● Exercise requirements:
Work out how many lines of the listing below contain the word "message". Respond with that number only.
•••
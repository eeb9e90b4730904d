//! Cryptographic utilities for webhook verification.
//!
//! Every inbound callback, from the generation worker and from Paystack, is
//! signed the same way: HMAC-SHA512 over the raw request body, hex encoded.

use hmac::{Hmac, Mac};
use sha2::Sha512;

type HmacSha512 = Hmac<Sha512>;

/// Compute HMAC-SHA512 of `message` and return it hex encoded (128 characters).
///
/// # Panics
///
/// Never in practice: HMAC accepts keys of any size per RFC 2104.
#[must_use]
pub fn hmac_sha512_hex(secret: &[u8], message: &[u8]) -> String {
    // INVARIANT: HMAC accepts keys of any size, so `new_from_slice` cannot fail.
    let mut mac = HmacSha512::new_from_slice(secret).expect("HMAC accepts any key size");
    mac.update(message);
    hex::encode(mac.finalize().into_bytes())
}

/// Verify a hex-encoded HMAC-SHA512 signature over `message`.
///
/// Comparison is constant-time. Malformed hex is a mismatch.
#[must_use]
pub fn verify_hmac_sha512_hex(secret: &[u8], message: &[u8], signature_hex: &str) -> bool {
    let Ok(signature) = hex::decode(signature_hex.trim()) else {
        return false;
    };
    let Ok(mut mac) = HmacSha512::new_from_slice(secret) else {
        return false;
    };
    mac.update(message);
    mac.verify_slice(&signature).is_ok()
}

#[cfg(test)]
mod tests {
    use super::*;

    #[test]
    fn signature_has_sha512_length() {
        let sig = hmac_sha512_hex(b"key", b"The quick brown fox jumps over the lazy dog");
        assert_eq!(sig.len(), 128);
    }

    #[test]
    fn signature_verifies() {
        let body = br#"{"job_id":"abc","status":"completed"}"#;
        let sig = hmac_sha512_hex(b"secret", body);
        assert!(verify_hmac_sha512_hex(b"secret", body, &sig));
        assert!(verify_hmac_sha512_hex(b"secret", body, &sig.to_uppercase()));
    }

    #[test]
    fn tampered_body_or_wrong_secret_fails() {
        let sig = hmac_sha512_hex(b"secret", b"payload");
        assert!(!verify_hmac_sha512_hex(b"secret", b"payload!", &sig));
        assert!(!verify_hmac_sha512_hex(b"other", b"payload", &sig));
    }

    #[test]
    fn malformed_signature_fails() {
        assert!(!verify_hmac_sha512_hex(b"secret", b"payload", "not-hex"));
        assert!(!verify_hmac_sha512_hex(b"secret", b"payload", ""));
    }
}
•••
● Task result:
6